S&P 500-to-GDP Ratio Shows Stocks Worth Buying: Chart of the Day
U.S. stocks look reasonably priced when the value of companies is measured against the size of the country’s economy, according to David R. Kotok, Cumberland Advisors Inc.’s chairman and chief investment officer.
The CHART OF THE DAY shows the comparison he made in a report two days ago: between the total market capitalization of companies in the Standard & Poor’s 500 Index and nominal gross domestic product, which isn’t adjusted for inflation. The chart displays monthly readings for the last 12 years.
Yesterday’s ratio was 83 percent, according to data compiled by Bloomberg. The gauge peaked at 101 percent in May 2007, near the end of a five-year bull market, and 131 percent in August 2000, when the Internet bubble of the 1990s had begun to burst. The earlier readings are circled in the chart.
“We are still two years away from a new high” for the S&P 500, Kotok wrote in the report. The prediction stems from the outlook for corporate profits and labor costs along with the index’s ratio to GDP, he wrote.

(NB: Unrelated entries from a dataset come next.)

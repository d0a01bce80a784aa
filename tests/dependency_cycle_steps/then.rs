//! Then steps for dependency graph BDD scenarios.

use super::world::{DependencyWorld, run_async};
use eyre::WrapErr;
use gantry::graph::services::GraphServiceError;
use gantry::task::{domain::Minutes, ports::TaskStore};
use rstest_bdd_macros::then;

#[then(r#"the dependency is rejected with the cycle "{titles}""#)]
fn rejected_with_cycle(world: &DependencyWorld, titles: String) -> Result<(), eyre::Report> {
    let expected = world.ids_of(&titles)?;
    match world.last_add.as_ref() {
        Some(Err(GraphServiceError::CircularDependency(err))) if err.cycle == expected => Ok(()),
        other => Err(eyre::eyre!("expected cycle {titles}, got {other:?}")),
    }
}

#[then("the dependency is rejected as invalid")]
fn rejected_as_invalid(world: &DependencyWorld) -> Result<(), eyre::Report> {
    match world.last_add.as_ref() {
        Some(Err(GraphServiceError::Validation(_))) => Ok(()),
        other => Err(eyre::eyre!("expected a validation error, got {other:?}")),
    }
}

#[then("the graph holds {count:usize} edge")]
fn graph_holds_one(world: &DependencyWorld, count: usize) -> Result<(), eyre::Report> {
    graph_holds(world, count)
}

#[then("the graph holds {count:usize} edges")]
fn graph_holds(world: &DependencyWorld, count: usize) -> Result<(), eyre::Report> {
    let edges = run_async(world.store.all_edges()).wrap_err("load edges")?;
    if edges.len() != count {
        return Err(eyre::eyre!("expected {count} edges, found {}", edges.len()));
    }
    Ok(())
}

#[then(r#"the critical path is "{titles}""#)]
fn critical_path_is(world: &DependencyWorld, titles: String) -> Result<(), eyre::Report> {
    let expected = world.ids_of(&titles)?;
    let path = world
        .last_path
        .as_ref()
        .ok_or_else(|| eyre::eyre!("missing critical path"))?;
    if path.path != expected {
        return Err(eyre::eyre!("expected path {titles}, got {:?}", path.path));
    }
    Ok(())
}

#[then("the project takes {hours:i64} hours")]
fn project_takes(world: &DependencyWorld, hours: i64) -> Result<(), eyre::Report> {
    let path = world
        .last_path
        .as_ref()
        .ok_or_else(|| eyre::eyre!("missing critical path"))?;
    if path.project_duration != Minutes::from_hours(hours) {
        return Err(eyre::eyre!(
            "expected {hours} hours, got {:?}",
            path.project_duration
        ));
    }
    Ok(())
}

#[then(r#""{title}" has {hours:i64} hours of slack"#)]
fn task_has_slack(world: &DependencyWorld, title: String, hours: i64) -> Result<(), eyre::Report> {
    let task_id = world.id_of(&title)?;
    let path = world
        .last_path
        .as_ref()
        .ok_or_else(|| eyre::eyre!("missing critical path"))?;
    match path.slack.get(&task_id) {
        Some(slack) if *slack == Minutes::from_hours(hours) => Ok(()),
        other => Err(eyre::eyre!("expected {hours} hours of slack, got {other:?}")),
    }
}
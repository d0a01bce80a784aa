//! Error types for workflow definition and transition validation.

use super::{StateId, TransitionCondition};
use crate::task::domain::{ActorId, TaskId};
use std::fmt;
use thiserror::Error;

/// Errors returned while building a workflow definition.
#[derive(Debug, Clone, Error, PartialEq, Eq)]
pub enum WorkflowDefinitionError {
    /// A state identifier is empty after trimming.
    #[error("workflow state identifier must not be empty")]
    EmptyStateId,

    /// The workflow name is empty after trimming.
    #[error("workflow name must not be empty")]
    EmptyName,

    /// Two states share an identifier.
    #[error("duplicate workflow state: {0}")]
    DuplicateState(StateId),

    /// A transition or marker references an undeclared state.
    #[error("workflow references unknown state: {0}")]
    UnknownState(StateId),

    /// The same transition is declared twice.
    #[error("duplicate workflow transition: {from} -> {to}")]
    DuplicateTransition {
        /// Source state.
        from: StateId,
        /// Target state.
        to: StateId,
    },

    /// A transition leaves a terminal state.
    #[error("terminal state {0} must not have outgoing transitions")]
    TransitionFromTerminal(StateId),

    /// The initial state is terminal.
    #[error("initial state {0} must not be terminal")]
    TerminalInitialState(StateId),

    /// The cancel state is not terminal.
    #[error("cancel state {0} must be terminal")]
    NonTerminalCancelState(StateId),
}

/// One reason a requested transition was rejected.
#[derive(Debug, Clone, PartialEq, Eq)]
pub enum ConditionViolation {
    /// The task's current status is not a state of the workflow.
    UnknownCurrentState(StateId),
    /// The target status is not a state of the workflow.
    UnknownTargetState(StateId),
    /// The current status is terminal.
    TerminalState(StateId),
    /// The workflow has no transition between the two states.
    NoSuchTransition {
        /// Current status.
        from: StateId,
        /// Requested status.
        to: StateId,
    },
    /// The actor is neither in the allowed roles nor the allowed users.
    ActorNotAllowed(ActorId),
    /// Fewer approvals than the transition requires.
    InsufficientApprovals {
        /// Approvals required by the transition.
        required: u32,
        /// Approvals supplied.
        actual: u32,
    },
    /// A guard condition evaluated false.
    ConditionFailed(TransitionCondition),
}

impl fmt::Display for ConditionViolation {
    fn fmt(&self, f: &mut fmt::Formatter<'_>) -> fmt::Result {
        match self {
            Self::UnknownCurrentState(state) => write!(f, "unknown current state {state}"),
            Self::UnknownTargetState(state) => write!(f, "unknown target state {state}"),
            Self::TerminalState(state) => write!(f, "state {state} is terminal"),
            Self::NoSuchTransition { from, to } => write!(f, "no transition {from} -> {to}"),
            Self::ActorNotAllowed(actor) => write!(f, "actor {actor} is not allowed"),
            Self::InsufficientApprovals { required, actual } => {
                write!(f, "{actual} of {required} required approvals")
            }
            Self::ConditionFailed(condition) => write!(f, "condition failed: {condition}"),
        }
    }
}

/// A transition request that failed workflow validation.
#[derive(Debug, Clone, Error, PartialEq, Eq)]
#[error(
    "transition of task {task_id} from {from} to {to} rejected: {}",
    join_violations(.violated_conditions)
)]
pub struct WorkflowValidationError {
    /// Task the request targeted.
    pub task_id: TaskId,
    /// Status at validation time.
    pub from: StateId,
    /// Requested status.
    pub to: StateId,
    /// Every violated rule, in evaluation order.
    pub violated_conditions: Vec<ConditionViolation>,
}

impl WorkflowValidationError {
    /// Returns whether `violation` is among the violated conditions.
    #[must_use]
    pub fn contains(&self, violation: &ConditionViolation) -> bool {
        self.violated_conditions.contains(violation)
    }
}

fn join_violations(violations: &[ConditionViolation]) -> String {
    violations
        .iter()
        .map(ToString::to_string)
        .collect::<Vec<_>>()
        .join("; ")
}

The S&P 500 may climb in 2014 to 1,600, which would lift the total market value of its companies to 90 percent of GDP, according to Kotok. His estimate for the index exceeds the record close of 1,565.15 on Oct. 9, 2007.
Cumberland’s equity accounts are “fully invested” in the market through exchange-traded funds, he wrote. He outlined the strategy used by his Sarasota, Florida-based investment firm in “From Bear to Bull With ETFs,” a book published this month.